Mon cher Morice,
On m’a conseillé de ne pas vous répondre, parce que vous voyez des fascistes partout. Je prends malgré tout le risque, au risque de me faire traiter de facho... ce ne sera jamais que la 10.000ème fois...
Je commence par la fin, en vous posant une question : seriez-vous assez aimable de citer les passages de mon texte qui approuvent le négationisme ? Non, vraiment, je serais intéressé, car je n’ai nulle souvenance d’avoir écrit quoi que ce soit dans ce sens. Si tel était néanmoins le cas, ne vous inquiétez pas : je demanderai à Julien Dray de m’exorciser.

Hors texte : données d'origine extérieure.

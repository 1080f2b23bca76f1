//! Transcript text extraction for uploaded Word and PDF files.
//!
//! Dispatches on file extension first, then on the declared media type.
//! The result is a single flat string; page and run structure is discarded.

use std::io::Read;

pub const MIME_PDF: &str = "application/pdf";
pub const MIME_DOCX: &str =
    "application/vnd.openxmlformats-officedocument.wordprocessingml.document";

/// Maximum decompressed bytes to read from `word/document.xml` (zip-bomb protection).
const MAX_XML_ENTRY_BYTES: u64 = 50 * 1024 * 1024;

#[derive(Debug, thiserror::Error)]
pub enum ExtractError {
    #[error("{0} (upload Word .docx or PDF files)")]
    UnsupportedFormat(String),
    #[error("PDF extraction failed: {0}")]
    Pdf(String),
    #[error("Word extraction failed: {0}")]
    Docx(String),
}

/// Which reader a file is routed to.
#[derive(Debug, Clone, Copy, PartialEq, Eq)]
pub enum FileKind {
    Docx,
    Pdf,
}

impl FileKind {
    pub fn detect(file_name: &str, media_type: &str) -> Result<Self, ExtractError> {
        let lower = file_name.to_ascii_lowercase();
        if lower.ends_with(".docx") || media_type.contains("wordprocessingml") {
            Ok(FileKind::Docx)
        } else if lower.ends_with(".pdf") || media_type == MIME_PDF {
            Ok(FileKind::Pdf)
        } else {
            Err(ExtractError::UnsupportedFormat(file_name.to_string()))
        }
    }

    pub fn media_type(&self) -> &'static str {
        match self {
            FileKind::Docx => MIME_DOCX,
            FileKind::Pdf => MIME_PDF,
        }
    }

    pub fn label(&self) -> &'static str {
        match self {
            FileKind::Docx => "Word Document",
            FileKind::Pdf => "PDF Document",
        }
    }
}

/// Extracts plain text from an uploaded file.
pub fn extract_text(bytes: &[u8], file_name: &str, media_type: &str) -> Result<String, ExtractError> {
    match FileKind::detect(file_name, media_type)? {
        FileKind::Docx => extract_docx(bytes),
        FileKind::Pdf => extract_pdf(bytes),
    }
}

fn extract_pdf(bytes: &[u8]) -> Result<String, ExtractError> {
    let pages = pdf_extract::extract_text_from_mem_by_pages(bytes)
        .map_err(|e| ExtractError::Pdf(e.to_string()))?;
    let mut out = String::new();
    for page in pages {
        out.push_str(page.trim());
        out.push(' ');
    }
    Ok(out.trim().to_string())
}

fn extract_docx(bytes: &[u8]) -> Result<String, ExtractError> {
    let mut archive = zip::ZipArchive::new(std::io::Cursor::new(bytes))
        .map_err(|e| ExtractError::Docx(e.to_string()))?;
    let entry = archive
        .by_name("word/document.xml")
        .map_err(|_| ExtractError::Docx("word/document.xml not found".to_string()))?;
    let mut doc_xml = Vec::new();
    entry
        .take(MAX_XML_ENTRY_BYTES)
        .read_to_end(&mut doc_xml)
        .map_err(|e| ExtractError::Docx(e.to_string()))?;
    if doc_xml.len() as u64 >= MAX_XML_ENTRY_BYTES {
        return Err(ExtractError::Docx(
            "word/document.xml exceeds size limit".to_string(),
        ));
    }
    extract_paragraph_text(&doc_xml)
}

/// Collects `<w:t>` runs, breaking lines at paragraph ends and `<w:br/>`.
fn extract_paragraph_text(xml: &[u8]) -> Result<String, ExtractError> {
    use quick_xml::events::Event;

    let mut out = String::new();
    let mut reader = quick_xml::Reader::from_reader(xml);
    let mut buf = Vec::new();
    let mut in_text = false;
    loop {
        match reader.read_event_into(&mut buf) {
            Ok(Event::Start(e)) => {
                if e.local_name().as_ref() == b"t" {
                    in_text = true;
                }
            }
            Ok(Event::Text(te)) if in_text => {
                out.push_str(te.unescape().unwrap_or_default().as_ref());
            }
            Ok(Event::Empty(e)) => match e.local_name().as_ref() {
                b"tab" => out.push('\t'),
                b"br" | b"cr" => out.push('\n'),
                _ => {}
            },
            Ok(Event::End(e)) => match e.local_name().as_ref() {
                b"t" => in_text = false,
                b"p" => out.push('\n'),
                _ => {}
            },
            Ok(Event::Eof) => break,
            Err(e) => return Err(ExtractError::Docx(e.to_string())),
            _ => {}
        }
        buf.clear();
    }
    Ok(out.trim_end().to_string())
}
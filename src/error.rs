//! Library error type.
//!
//! Pipeline operations return [`Error`]; the CLI wraps it in `anyhow` and the
//! HTTP server maps each variant to a status code (see [`crate::server`]).

use crate::extract::ExtractError;

pub type Result<T, E = Error> = std::result::Result<T, E>;

#[derive(Debug, thiserror::Error)]
pub enum Error {
    #[error("unsupported file format: {0}")]
    UnsupportedFileFormat(String),
    #[error("text extraction failed: {0}")]
    Extraction(String),
    #[error("chat completion returned {status}: {body}")]
    UpstreamHttp { status: u16, body: String },
    #[error("chat completion request failed: {0}")]
    Transport(String),
    #[error("malformed model output: {0}")]
    MalformedModelOutput(String),
    #[error("database error: {0}")]
    Database(#[from] sqlx::Error),
    #[error("object storage error: {0}")]
    Storage(String),
    #[error("not found: {0}")]
    NotFound(String),
    #[error("invalid request: {0}")]
    InvalidRequest(String),
    #[error("No action items found for this meeting")]
    NoActionItems,
    #[error("invalid edit state: {0}")]
    InvalidState(String),
}

impl From<ExtractError> for Error {
    fn from(err: ExtractError) -> Self {
        match err {
            ExtractError::UnsupportedFormat(name) => Self::UnsupportedFileFormat(name),
            other => Self::Extraction(other.to_string()),
        }
    }
}

impl From<reqwest::Error> for Error {
    fn from(err: reqwest::Error) -> Self {
        Self::Transport(err.to_string())
    }
}

impl From<std::io::Error> for Error {
    fn from(err: std::io::Error) -> Self {
        Self::Storage(err.to_string())
    }
}
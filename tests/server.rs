//! HTTP API tests: the router is served in-process on an ephemeral port and
//! exercised with a real client.

use serde_json::{json, Value};
use std::fs;
use std::sync::Arc;
use tempfile::TempDir;

use meeting_actions::config;
use meeting_actions::llm::ScriptedChatClient;
use meeting_actions::{migrate, server, AppContext};

struct TestServer {
    _tmp: TempDir,
    base: String,
    client: reqwest::Client,
}

impl TestServer {
    fn url(&self, path: &str) -> String {
        format!("{}{}", self.base, path)
    }
}

async fn start(llm: ScriptedChatClient) -> TestServer {
    let tmp = TempDir::new().unwrap();
    let root = tmp.path().to_path_buf();
    let config_path = root.join("mact.toml");
    fs::write(
        &config_path,
        format!(
            "[db]\npath = \"{0}/mact.sqlite\"\n\n[storage]\nroot = \"{0}/documents\"\n",
            root.display()
        ),
    )
    .unwrap();

    let cfg = config::load_config(&config_path).unwrap();
    migrate::run_migrations(&cfg).await.unwrap();
    let ctx = AppContext::from_config(&cfg)
        .await
        .unwrap()
        .with_llm(Arc::new(llm));

    let listener = tokio::net::TcpListener::bind("127.0.0.1:0").await.unwrap();
    let addr = listener.local_addr().unwrap();
    tokio::spawn(async move {
        axum::serve(listener, server::router(ctx)).await.unwrap();
    });

    TestServer {
        _tmp: tmp,
        base: format!("http://{}", addr),
        client: reqwest::Client::new(),
    }
}

async fn create_meeting(srv: &TestServer, title: &str) -> String {
    let resp = srv
        .client
        .post(srv.url("/meetings"))
        .json(&json!({ "title": title, "meetingDate": "2024-05-02" }))
        .send()
        .await
        .unwrap();
    assert_eq!(resp.status(), 201);
    let body: Value = resp.json().await.unwrap();
    body["id"].as_str().unwrap().to_string()
}

#[tokio::test]
async fn health_reports_ok() {
    let srv = start(ScriptedChatClient::new()).await;
    let body: Value = srv
        .client
        .get(srv.url("/health"))
        .send()
        .await
        .unwrap()
        .json()
        .await
        .unwrap();
    assert_eq!(body["status"], "ok");
}

#[tokio::test]
async fn unknown_meeting_uses_error_contract() {
    let srv = start(ScriptedChatClient::new()).await;

    let resp = srv.client.get(srv.url("/meetings/nope")).send().await.unwrap();
    assert_eq!(resp.status(), 404);
    let body: Value = resp.json().await.unwrap();
    assert_eq!(body["success"], false);
    assert_eq!(body["code"], "not_found");
    assert!(body["error"].as_str().unwrap().contains("nope"));
}

#[tokio::test]
async fn malformed_json_is_bad_request() {
    let srv = start(ScriptedChatClient::new()).await;

    let resp = srv
        .client
        .post(srv.url("/functions/process-document"))
        .header("content-type", "application/json")
        .body("{not json")
        .send()
        .await
        .unwrap();
    assert_eq!(resp.status(), 400);
    let body: Value = resp.json().await.unwrap();
    assert_eq!(body["code"], "bad_request");
}

#[tokio::test]
async fn process_document_then_edit_item() {
    let srv = start(ScriptedChatClient::new().reply(
        "```json\n[{\"actionItem\":\"Draft the rollout plan\",\"priority\":\"High\"}]\n```",
    ))
    .await;
    let meeting_id = create_meeting(&srv, "Rollout sync").await;

    let resp = srv
        .client
        .post(srv.url("/functions/process-document"))
        .json(&json!({
            "meetingId": meeting_id,
            "userId": "dana",
            "chunks": [{ "text": "Dana drafts the rollout plan.", "sourceDocument": "sync.docx", "chunkIndex": 0 }]
        }))
        .send()
        .await
        .unwrap();
    assert_eq!(resp.status(), 200);
    let body: Value = resp.json().await.unwrap();
    assert_eq!(body["success"], true);
    assert_eq!(body["chunksProcessed"], 1);
    assert_eq!(body["actionItemsGenerated"], 1);
    let item_id = body["actionItems"][0]["id"].as_str().unwrap().to_string();

    let resp = srv
        .client
        .patch(srv.url(&format!("/action-items/{}", item_id)))
        .json(&json!({ "status": "In Progress", "assignedTo": "Dana", "dueDate": "2024-06-10" }))
        .send()
        .await
        .unwrap();
    assert_eq!(resp.status(), 200);
    let updated: Value = resp.json().await.unwrap();
    assert_eq!(updated["status"], "In Progress");
    assert_eq!(updated["assignedTo"], "Dana");
    assert_eq!(updated["priority"], "High");

    let listed: Value = srv
        .client
        .get(srv.url(&format!("/meetings/{}/action-items?sort=priority&direction=desc", meeting_id)))
        .send()
        .await
        .unwrap()
        .json()
        .await
        .unwrap();
    assert_eq!(listed.as_array().unwrap().len(), 1);
    assert_eq!(listed[0]["dueDate"], "2024-06-10");
}

#[tokio::test]
async fn unknown_sort_column_is_rejected() {
    let srv = start(ScriptedChatClient::new()).await;
    let meeting_id = create_meeting(&srv, "Standup").await;

    let resp = srv
        .client
        .get(srv.url(&format!(
            "/meetings/{}/action-items?sort=id;DROP%20TABLE%20tasks",
            meeting_id
        )))
        .send()
        .await
        .unwrap();
    assert_eq!(resp.status(), 400);
}

#[tokio::test]
async fn requirements_fall_back_to_template_then_version() {
    let srv = start(ScriptedChatClient::new()).await;
    let meeting_id = create_meeting(&srv, "Discovery").await;

    let current: Value = srv
        .client
        .get(srv.url(&format!("/meetings/{}/requirements", meeting_id)))
        .send()
        .await
        .unwrap()
        .json()
        .await
        .unwrap();
    assert_eq!(current["isTemplate"], true);
    assert_eq!(current["version"], 0);

    let resp = srv
        .client
        .post(srv.url("/functions/update-business-requirements"))
        .json(&json!({ "meetingId": meeting_id }))
        .send()
        .await
        .unwrap();
    assert_eq!(resp.status(), 422);

    let resp = srv
        .client
        .post(srv.url(&format!("/meetings/{}/requirements", meeting_id)))
        .json(&json!({ "content": "# Requirements\n\nv1" }))
        .send()
        .await
        .unwrap();
    assert_eq!(resp.status(), 201);
    let saved: Value = resp.json().await.unwrap();
    assert_eq!(saved["version"], 1);

    let versions: Value = srv
        .client
        .get(srv.url(&format!("/meetings/{}/requirements/versions", meeting_id)))
        .send()
        .await
        .unwrap()
        .json()
        .await
        .unwrap();
    assert_eq!(versions.as_array().unwrap().len(), 1);
}

#[tokio::test]
async fn upload_rejects_unsupported_type() {
    let srv = start(ScriptedChatClient::new()).await;
    let meeting_id = create_meeting(&srv, "Retro").await;

    let resp = srv
        .client
        .post(srv.url(&format!("/meetings/{}/documents?filename=notes.txt", meeting_id)))
        .header("content-type", "text/plain")
        .body("hello")
        .send()
        .await
        .unwrap();
    assert_eq!(resp.status(), 415);
    let body: Value = resp.json().await.unwrap();
    assert_eq!(body["code"], "unsupported_format");
}
use anyhow::Result;
use sqlx::sqlite::{SqliteConnectOptions, SqliteJournalMode, SqlitePool, SqlitePoolOptions};
use std::str::FromStr;
use std::time::Duration;

use crate::config::Config;

/// Open the meeting database, creating the file and its directory on first use.
///
/// Foreign keys are enforced: every row hanging off a meeting must point at an
/// existing one.
pub async fn connect(config: &Config) -> Result<SqlitePool> {
    let db_path = &config.db.path;

    // Ensure parent directory exists
    if let Some(parent) = db_path.parent() {
        std::fs::create_dir_all(parent)?;
    }

    let options = SqliteConnectOptions::from_str(&format!("sqlite:{}", db_path.display()))?
        .create_if_missing(true)
        .foreign_keys(true)
        .journal_mode(SqliteJournalMode::Wal)
        .busy_timeout(Duration::from_secs(5));

    let pool = SqlitePoolOptions::new()
        .max_connections(5)
        .connect_with(options)
        .await?;

    Ok(pool)
}
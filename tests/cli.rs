use std::fs;
use std::io::Write;
use std::path::{Path, PathBuf};
use std::process::Command;
use tempfile::TempDir;

fn mact_binary() -> PathBuf {
    let mut path = std::env::current_exe().unwrap();
    path.pop(); // remove test binary name
    path.pop(); // remove deps/
    path.push("mact");
    path
}

fn setup_test_env() -> (TempDir, PathBuf) {
    let tmp = TempDir::new().unwrap();
    let root = tmp.path().to_path_buf();

    let config_dir = root.join("config");
    fs::create_dir_all(&config_dir).unwrap();

    // No [llm] endpoint: every model call fails and is skipped per chunk.
    let config_content = format!(
        r#"[db]
path = "{}/data/mact.sqlite"

[storage]
root = "{}/documents"

[chunking]
max_chars = 1000

[logging]
level = "warn"
"#,
        root.display(),
        root.display()
    );

    let config_path = config_dir.join("mact.toml");
    fs::write(&config_path, config_content).unwrap();

    (tmp, config_path)
}

fn run_mact(config_path: &Path, args: &[&str]) -> (String, String, bool) {
    let binary = mact_binary();
    let output = Command::new(&binary)
        .arg("--config")
        .arg(config_path.to_str().unwrap())
        .args(args)
        .output()
        .unwrap_or_else(|e| panic!("Failed to run mact binary at {:?}: {}", binary, e));

    let stdout = String::from_utf8_lossy(&output.stdout).to_string();
    let stderr = String::from_utf8_lossy(&output.stderr).to_string();
    (stdout, stderr, output.status.success())
}

fn add_meeting(config_path: &Path, title: &str) -> String {
    let (stdout, stderr, success) = run_mact(
        config_path,
        &["meeting", "add", title, "--date", "2024-05-02"],
    );
    assert!(success, "meeting add failed: {}", stderr);
    stdout.trim().to_string()
}

fn minimal_docx(paragraphs: &[&str]) -> Vec<u8> {
    let body: String = paragraphs
        .iter()
        .map(|p| format!("<w:p><w:r><w:t>{}</w:t></w:r></w:p>", p))
        .collect();
    let mut buf = Vec::new();
    {
        let mut zip = zip::ZipWriter::new(std::io::Cursor::new(&mut buf));
        zip.start_file("word/document.xml", zip::write::SimpleFileOptions::default())
            .unwrap();
        let xml = format!(
            "<?xml version=\"1.0\"?><w:document xmlns:w=\"http://schemas.openxmlformats.org/wordprocessingml/2006/main\"><w:body>{}</w:body></w:document>",
            body
        );
        zip.write_all(xml.as_bytes()).unwrap();
        zip.finish().unwrap();
    }
    buf
}

#[test]
fn test_init_creates_database() {
    let (_tmp, config_path) = setup_test_env();

    let (stdout, stderr, success) = run_mact(&config_path, &["init"]);
    assert!(success, "init failed: stdout={}, stderr={}", stdout, stderr);
    assert!(stdout.contains("initialized"));
}

#[test]
fn test_init_idempotent() {
    let (_tmp, config_path) = setup_test_env();

    let (_, _, success1) = run_mact(&config_path, &["init"]);
    assert!(success1, "First init failed");
    let (_, _, success2) = run_mact(&config_path, &["init"]);
    assert!(success2, "Second init failed (not idempotent)");
}

#[test]
fn test_meeting_add_and_list() {
    let (_tmp, config_path) = setup_test_env();
    run_mact(&config_path, &["init"]);

    let id = add_meeting(&config_path, "Sprint planning");
    assert!(!id.is_empty());

    let (stdout, _, success) = run_mact(&config_path, &["meeting", "list"]);
    assert!(success);
    assert!(stdout.contains(&id));
    assert!(stdout.contains("Sprint planning"));
    assert!(stdout.contains("upcoming"));

    let (stdout, _, success) = run_mact(&config_path, &["meeting", "show", &id]);
    assert!(success);
    assert!(stdout.contains("2024-05-02"));
}

#[test]
fn test_meeting_show_missing_fails() {
    let (_tmp, config_path) = setup_test_env();
    run_mact(&config_path, &["init"]);

    let (_, stderr, success) = run_mact(&config_path, &["meeting", "show", "nope"]);
    assert!(!success);
    assert!(stderr.contains("not found"));
}

#[test]
fn test_items_add_edit_and_sort() {
    let (_tmp, config_path) = setup_test_env();
    run_mact(&config_path, &["init"]);
    let meeting = add_meeting(&config_path, "Ops review");

    let (low, _, ok1) = run_mact(
        &config_path,
        &["items", "add", &meeting, "Rotate keys", "--priority", "low"],
    );
    let (_, _, ok2) = run_mact(
        &config_path,
        &["items", "add", &meeting, "Fix alerting", "--priority", "critical"],
    );
    assert!(ok1 && ok2);

    let (stdout, _, success) = run_mact(
        &config_path,
        &["items", "list", &meeting, "--sort", "priority", "--desc"],
    );
    assert!(success);
    let first = stdout.lines().next().unwrap_or_default();
    assert!(first.contains("Fix alerting"), "unexpected order: {}", stdout);

    let (stdout, stderr, success) = run_mact(
        &config_path,
        &["items", "edit", low.trim(), "--status", "completed", "--assignee", "Sam"],
    );
    assert!(success, "edit failed: {}", stderr);
    assert!(stdout.contains("[Completed]"));
    assert!(stdout.contains("@Sam"));
}

#[test]
fn test_items_list_rejects_unknown_sort() {
    let (_tmp, config_path) = setup_test_env();
    run_mact(&config_path, &["init"]);
    let meeting = add_meeting(&config_path, "Ops review");

    let (_, _, success) = run_mact(&config_path, &["items", "list", &meeting, "--sort", "rowid"]);
    assert!(!success);
}

#[test]
fn test_upload_without_model_keeps_chunks() {
    let (tmp, config_path) = setup_test_env();
    run_mact(&config_path, &["init"]);
    let meeting = add_meeting(&config_path, "Design review");

    let docx = tmp.path().join("minutes.docx");
    fs::write(&docx, minimal_docx(&["Priya will update the schema.", "Next review on Monday."])).unwrap();

    let (stdout, stderr, success) = run_mact(
        &config_path,
        &["upload", &meeting, docx.to_str().unwrap(), "--user", "priya"],
    );
    assert!(success, "upload failed: stdout={}, stderr={}", stdout, stderr);
    assert!(stdout.contains("chunks:            1"));
    assert!(stdout.contains("action items:      0"));

    let (stdout, _, success) = run_mact(&config_path, &["chunks", &meeting]);
    assert!(success);
    assert!(stdout.contains("Priya will update the schema."));

    let stored = tmp.path().join("documents").join("priya").join(&meeting);
    assert_eq!(fs::read_dir(stored).unwrap().count(), 1);
}

#[test]
fn test_upload_rejects_unsupported_file() {
    let (tmp, config_path) = setup_test_env();
    run_mact(&config_path, &["init"]);
    let meeting = add_meeting(&config_path, "Design review");

    let notes = tmp.path().join("notes.txt");
    fs::write(&notes, "plain text").unwrap();

    let (_, stderr, success) = run_mact(&config_path, &["upload", &meeting, notes.to_str().unwrap()]);
    assert!(!success);
    assert!(stderr.contains("unsupported file format"));
}

#[test]
fn test_summarize_without_items() {
    let (_tmp, config_path) = setup_test_env();
    run_mact(&config_path, &["init"]);
    let meeting = add_meeting(&config_path, "Kickoff");

    let (stdout, _, success) = run_mact(&config_path, &["summarize", &meeting]);
    assert!(success);
    assert!(stdout.contains("No action items found"));
}

#[test]
fn test_brd_template_save_and_history() {
    let (tmp, config_path) = setup_test_env();
    run_mact(&config_path, &["init"]);
    let meeting = add_meeting(&config_path, "Discovery");

    let (stdout, stderr, success) = run_mact(&config_path, &["brd", "show", &meeting]);
    assert!(success);
    assert!(stderr.contains("template"));
    assert!(stdout.contains("Business Requirements Document"));

    let draft = tmp.path().join("brd.md");
    fs::write(&draft, "# BRD\n\nfirst draft").unwrap();
    let (stdout, _, success) = run_mact(&config_path, &["brd", "save", &meeting, draft.to_str().unwrap()]);
    assert!(success);
    assert!(stdout.contains("saved version 1"));

    fs::write(&draft, "# BRD\n\nsecond draft").unwrap();
    run_mact(&config_path, &["brd", "save", &meeting, draft.to_str().unwrap()]);

    let (stdout, _, _) = run_mact(&config_path, &["brd", "history", &meeting]);
    let versions: Vec<&str> = stdout.lines().collect();
    assert_eq!(versions.len(), 2);
    assert!(versions[0].starts_with("v2"));

    let (stdout, _, _) = run_mact(&config_path, &["brd", "show", &meeting, "--version", "1"]);
    assert!(stdout.contains("first draft"));
}

#[test]
fn test_brd_regenerate_without_items_fails() {
    let (_tmp, config_path) = setup_test_env();
    run_mact(&config_path, &["init"]);
    let meeting = add_meeting(&config_path, "Discovery");

    let (_, stderr, success) = run_mact(&config_path, &["brd", "regenerate", &meeting]);
    assert!(!success);
    assert!(stderr.contains("No action items found"));
}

Plus haut, vous écrivez : « les camps ont existé, il y a bien eu 6 millions de juifs de tués, il n’y a même pas à en discuter ». D’accord avec vous sur les deux premiers points, mais le troisième me pose problème, car il revient à interdire toute forme de travail à l’historien, sous couvert d’idéologie. Je n’apprécie pas Faurisson, je l’ai déjà écrit, mais votre hargne a quelque chose de choquant.
Plus généralement, sur la liberté d’expression : vous utilisez bien la vôtre pour me dénier l’usage de la mienne, il me semble. Je ne pense pas que le liberté d’expression consiste à pouvoir dire n’importe quoi, mais de toute évidence, si vous prétendez qu’au nom des limites qu’il convient de donner à celle-ci il faut enfermer Dieudonné, alors je crains qu’il ne trouve en votre personne le codétenu idéal.